## [Work instructions]
Give the records again in full, exactly as they appear.

==== Data for review

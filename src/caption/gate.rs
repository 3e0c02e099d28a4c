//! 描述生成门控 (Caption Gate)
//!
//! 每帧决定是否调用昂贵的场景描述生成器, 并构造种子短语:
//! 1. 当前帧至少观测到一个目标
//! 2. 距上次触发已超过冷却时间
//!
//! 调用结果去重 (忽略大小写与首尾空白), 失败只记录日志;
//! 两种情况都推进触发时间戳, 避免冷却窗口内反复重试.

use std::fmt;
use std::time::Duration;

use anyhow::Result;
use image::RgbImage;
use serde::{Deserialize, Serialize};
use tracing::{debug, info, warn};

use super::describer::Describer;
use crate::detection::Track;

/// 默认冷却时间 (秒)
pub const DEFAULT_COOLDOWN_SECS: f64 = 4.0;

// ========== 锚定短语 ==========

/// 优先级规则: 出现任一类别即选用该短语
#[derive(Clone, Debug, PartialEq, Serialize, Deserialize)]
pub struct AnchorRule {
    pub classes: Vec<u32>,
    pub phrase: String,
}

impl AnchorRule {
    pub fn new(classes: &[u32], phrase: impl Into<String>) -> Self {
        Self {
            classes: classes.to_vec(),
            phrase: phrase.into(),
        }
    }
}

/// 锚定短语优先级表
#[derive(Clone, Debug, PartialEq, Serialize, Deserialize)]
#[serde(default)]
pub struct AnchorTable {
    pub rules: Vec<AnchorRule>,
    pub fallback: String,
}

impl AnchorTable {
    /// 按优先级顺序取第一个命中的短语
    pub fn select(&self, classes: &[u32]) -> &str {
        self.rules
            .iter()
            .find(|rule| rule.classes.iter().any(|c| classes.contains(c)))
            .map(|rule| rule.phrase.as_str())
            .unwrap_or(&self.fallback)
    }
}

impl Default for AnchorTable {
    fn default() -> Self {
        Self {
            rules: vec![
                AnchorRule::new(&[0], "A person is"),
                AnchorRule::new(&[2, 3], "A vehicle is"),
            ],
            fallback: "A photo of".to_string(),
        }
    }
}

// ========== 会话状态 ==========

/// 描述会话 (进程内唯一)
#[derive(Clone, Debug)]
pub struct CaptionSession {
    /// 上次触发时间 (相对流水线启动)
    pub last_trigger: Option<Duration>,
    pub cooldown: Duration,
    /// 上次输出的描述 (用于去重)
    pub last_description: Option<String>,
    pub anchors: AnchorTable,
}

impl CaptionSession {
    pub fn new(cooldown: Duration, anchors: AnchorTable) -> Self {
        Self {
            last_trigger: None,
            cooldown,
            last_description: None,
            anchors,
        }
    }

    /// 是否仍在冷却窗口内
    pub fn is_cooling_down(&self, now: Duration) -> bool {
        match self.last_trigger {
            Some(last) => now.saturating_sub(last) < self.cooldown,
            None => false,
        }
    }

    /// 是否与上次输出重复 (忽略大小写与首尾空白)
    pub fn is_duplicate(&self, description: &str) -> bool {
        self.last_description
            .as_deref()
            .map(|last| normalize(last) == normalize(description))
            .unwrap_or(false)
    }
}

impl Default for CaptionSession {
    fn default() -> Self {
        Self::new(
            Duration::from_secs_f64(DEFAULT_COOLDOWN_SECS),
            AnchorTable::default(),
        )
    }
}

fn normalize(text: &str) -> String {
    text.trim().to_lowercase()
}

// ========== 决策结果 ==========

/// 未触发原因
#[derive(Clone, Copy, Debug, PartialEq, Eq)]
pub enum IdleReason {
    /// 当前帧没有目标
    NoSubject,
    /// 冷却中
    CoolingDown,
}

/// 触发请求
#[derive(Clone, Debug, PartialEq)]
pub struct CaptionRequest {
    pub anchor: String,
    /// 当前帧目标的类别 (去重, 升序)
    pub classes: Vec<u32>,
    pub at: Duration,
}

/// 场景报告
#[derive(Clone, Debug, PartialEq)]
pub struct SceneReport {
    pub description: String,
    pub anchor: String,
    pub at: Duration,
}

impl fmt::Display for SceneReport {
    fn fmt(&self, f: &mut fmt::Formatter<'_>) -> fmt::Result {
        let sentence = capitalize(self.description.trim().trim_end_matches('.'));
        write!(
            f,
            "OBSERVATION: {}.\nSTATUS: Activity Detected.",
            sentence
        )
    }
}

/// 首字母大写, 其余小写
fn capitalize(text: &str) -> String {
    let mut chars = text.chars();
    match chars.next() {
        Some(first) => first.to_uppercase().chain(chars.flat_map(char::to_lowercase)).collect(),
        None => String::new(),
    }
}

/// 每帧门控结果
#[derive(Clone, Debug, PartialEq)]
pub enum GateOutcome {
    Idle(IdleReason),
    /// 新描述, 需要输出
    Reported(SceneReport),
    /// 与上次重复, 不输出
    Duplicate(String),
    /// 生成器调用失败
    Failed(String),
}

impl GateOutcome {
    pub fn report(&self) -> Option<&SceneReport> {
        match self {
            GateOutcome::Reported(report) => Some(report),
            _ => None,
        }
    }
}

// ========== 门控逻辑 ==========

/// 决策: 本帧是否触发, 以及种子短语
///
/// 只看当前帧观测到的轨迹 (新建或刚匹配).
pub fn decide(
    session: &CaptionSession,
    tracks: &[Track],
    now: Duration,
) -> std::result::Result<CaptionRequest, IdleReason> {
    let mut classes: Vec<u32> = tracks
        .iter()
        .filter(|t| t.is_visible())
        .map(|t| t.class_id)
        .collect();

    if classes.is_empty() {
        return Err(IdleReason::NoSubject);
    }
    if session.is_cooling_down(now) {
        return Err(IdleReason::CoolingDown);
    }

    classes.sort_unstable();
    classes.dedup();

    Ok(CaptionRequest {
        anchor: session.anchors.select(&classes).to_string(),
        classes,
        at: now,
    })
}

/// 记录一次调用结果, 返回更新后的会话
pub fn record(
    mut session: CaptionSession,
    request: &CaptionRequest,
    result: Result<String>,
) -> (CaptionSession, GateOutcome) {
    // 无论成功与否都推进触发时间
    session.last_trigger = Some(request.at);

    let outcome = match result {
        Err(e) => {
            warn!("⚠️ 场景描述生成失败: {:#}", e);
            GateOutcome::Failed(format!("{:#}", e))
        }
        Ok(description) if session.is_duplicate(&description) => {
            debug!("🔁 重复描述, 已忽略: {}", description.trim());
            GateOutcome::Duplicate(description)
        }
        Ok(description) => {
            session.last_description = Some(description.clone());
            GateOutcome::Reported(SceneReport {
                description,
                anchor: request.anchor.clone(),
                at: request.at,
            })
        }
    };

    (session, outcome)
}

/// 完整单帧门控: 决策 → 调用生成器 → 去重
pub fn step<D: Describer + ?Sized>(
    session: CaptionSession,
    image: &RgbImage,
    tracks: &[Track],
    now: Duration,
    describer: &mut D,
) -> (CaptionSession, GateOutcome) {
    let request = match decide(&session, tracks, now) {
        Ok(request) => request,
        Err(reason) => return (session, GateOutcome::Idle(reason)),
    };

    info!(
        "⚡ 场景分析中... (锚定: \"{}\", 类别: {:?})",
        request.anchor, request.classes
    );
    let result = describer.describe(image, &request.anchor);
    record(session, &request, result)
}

========

## [The completed task]
filename src/caption/gate.rs
repository 3e0c02e099d28a4c
//! 描述生成门控 (Caption Gate)
//!
//! 每帧决定是否调用昂贵的场景描述生成器, 并构造种子短语:
//! 1. 当前帧至少观测到一个目标
//! 2. 距上次触发已超过冷却时间
//!
//! 调用结果去重 (忽略大小写与首尾空白), 失败只记录日志;
//! 两种情况都推进触发时间戳, 避免冷却窗口内反复重试.

use std::fmt;
use std::time::Duration;

use anyhow::Result;
use image::RgbImage;
use serde::{Deserialize, Serialize};
use tracing::{debug, info, warn};

use super::describer::Describer;
use crate::detection::Track;

/// 默认冷却时间 (秒)
pub const DEFAULT_COOLDOWN_SECS: f64 = 4.0;

// ========== 锚定短语 ==========

/// 优先级规则: 出现任一类别即选用该短语
#[derive(Clone, Debug, PartialEq, Serialize, Deserialize)]
pub struct AnchorRule {
    pub classes: Vec<u32>,
    pub phrase: String,
}

impl AnchorRule {
    pub fn new(classes: &[u32], phrase: impl Into<String>) -> Self {
        Self {
            classes: classes.to_vec(),
            phrase: phrase.into(),
        }
    }
}

/// 锚定短语优先级表
#[derive(Clone, Debug, PartialEq, Serialize, Deserialize)]
#[serde(default)]
pub struct AnchorTable {
    pub rules: Vec<AnchorRule>,
    pub fallback: String,
}

impl AnchorTable {
    /// 按优先级顺序取第一个命中的短语
    pub fn select(&self, classes: &[u32]) -> &str {
        self.rules
            .iter()
            .find(|rule| rule.classes.iter().any(|c| classes.contains(c)))
            .map(|rule| rule.phrase.as_str())
            .unwrap_or(&self.fallback)
    }
}

impl Default for AnchorTable {
    fn default() -> Self {
        Self {
            rules: vec![
                AnchorRule::new(&[0], "A person is"),
                AnchorRule::new(&[2, 3], "A vehicle is"),
            ],
            fallback: "A photo of".to_string(),
        }
    }
}

// ========== 会话状态 ==========

/// 描述会话 (进程内唯一)
#[derive(Clone, Debug)]
pub struct CaptionSession {
    /// 上次触发时间 (相对流水线启动)
    pub last_trigger: Option<Duration>,
    pub cooldown: Duration,
    /// 上次输出的描述 (用于去重)
    pub last_description: Option<String>,
    pub anchors: AnchorTable,
}

impl CaptionSession {
    pub fn new(cooldown: Duration, anchors: AnchorTable) -> Self {
        Self {
            last_trigger: None,
            cooldown,
            last_description: None,
            anchors,
        }
    }

    /// 是否仍在冷却窗口内
    pub fn is_cooling_down(&self, now: Duration) -> bool {
        match self.last_trigger {
            Some(last) => now.saturating_sub(last) < self.cooldown,
            None => false,
        }
    }

    /// 是否与上次输出重复 (忽略大小写与首尾空白)
    pub fn is_duplicate(&self, description: &str) -> bool {
        self.last_description
            .as_deref()
            .map(|last| normalize(last) == normalize(description))
            .unwrap_or(false)
    }
}

impl Default for CaptionSession {
    fn default() -> Self {
        Self::new(
            Duration::from_secs_f64(DEFAULT_COOLDOWN_SECS),
            AnchorTable::default(),
        )
    }
}

fn normalize(text: &str) -> String {
    text.trim().to_lowercase()
}

// ========== 决策结果 ==========

/// 未触发原因
#[derive(Clone, Copy, Debug, PartialEq, Eq)]
pub enum IdleReason {
    /// 当前帧没有目标
    NoSubject,
    /// 冷却中
    CoolingDown,
}

/// 触发请求
#[derive(Clone, Debug, PartialEq)]
pub struct CaptionRequest {
    pub anchor: String,
    /// 当前帧目标的类别 (去重, 升序)
    pub classes: Vec<u32>,
    pub at: Duration,
}

/// 场景报告
#[derive(Clone, Debug, PartialEq)]
pub struct SceneReport {
    pub description: String,
    pub anchor: String,
    pub at: Duration,
}

impl fmt::Display for SceneReport {
    fn fmt(&self, f: &mut fmt::Formatter<'_>) -> fmt::Result {
        let sentence = capitalize(self.description.trim().trim_end_matches('.'));
        write!(
            f,
            "OBSERVATION: {}.\nSTATUS: Activity Detected.",
            sentence
        )
    }
}

/// 首字母大写, 其余小写
fn capitalize(text: &str) -> String {
    let mut chars = text.chars();
    match chars.next() {
        Some(first) => first.to_uppercase().chain(chars.flat_map(char::to_lowercase)).collect(),
        None => String::new(),
    }
}

/// 每帧门控结果
#[derive(Clone, Debug, PartialEq)]
pub enum GateOutcome {
    Idle(IdleReason),
    /// 新描述, 需要输出
    Reported(SceneReport),
    /// 与上次重复, 不输出
    Duplicate(String),
    /// 生成器调用失败
    Failed(String),
}

impl GateOutcome {
    pub fn report(&self) -> Option<&SceneReport> {
        match self {
            GateOutcome::Reported(report) => Some(report),
            _ => None,
        }
    }
}

// ========== 门控逻辑 ==========

/// 决策: 本帧是否触发, 以及种子短语
///
/// 只看当前帧观测到的轨迹 (新建或刚匹配).
pub fn decide(
    session: &CaptionSession,
    tracks: &[Track],
    now: Duration,
) -> std::result::Result<CaptionRequest, IdleReason> {
    let mut classes: Vec<u32> = tracks
        .iter()
        .filter(|t| t.is_visible())
        .map(|t| t.class_id)
        .collect();

    if classes.is_empty() {
        return Err(IdleReason::NoSubject);
    }
    if session.is_cooling_down(now) {
        return Err(IdleReason::CoolingDown);
    }

    classes.sort_unstable();
    classes.dedup();

    Ok(CaptionRequest {
        anchor: session.anchors.select(&classes).to_string(),
        classes,
        at: now,
    })
}

/// 记录一次调用结果, 返回更新后的会话
pub fn record(
    mut session: CaptionSession,
    request: &CaptionRequest,
    result: Result<String>,
) -> (CaptionSession, GateOutcome) {
    // 无论成功与否都推进触发时间
    session.last_trigger = Some(request.at);

    let outcome = match result {
        Err(e) => {
            warn!("⚠️ 场景描述生成失败: {:#}", e);
            GateOutcome::Failed(format!("{:#}", e))
        }
        Ok(description) if session.is_duplicate(&description) => {
            debug!("🔁 重复描述, 已忽略: {}", description.trim());
            GateOutcome::Duplicate(description)
        }
        Ok(description) => {
            session.last_description = Some(description.clone());
            GateOutcome::Reported(SceneReport {
                description,
                anchor: request.anchor.clone(),
                at: request.at,
            })
        }
    };

    (session, outcome)
}

/// 完整单帧门控: 决策 → 调用生成器 → 去重
pub fn step<D: Describer + ?Sized>(
    session: CaptionSession,
    image: &RgbImage,
    tracks: &[Track],
    now: Duration,
    describer: &mut D,
) -> (CaptionSession, GateOutcome) {
    let request = match decide(&session, tracks, now) {
        Ok(request) => request,
        Err(reason) => return (session, GateOutcome::Idle(reason)),
    };

    info!(
        "⚡ 场景分析中... (锚定: \"{}\", 类别: {:?})",
        request.anchor, request.classes
    );
    let result = describer.describe(image, &request.anchor);
    record(session, &request, result)
}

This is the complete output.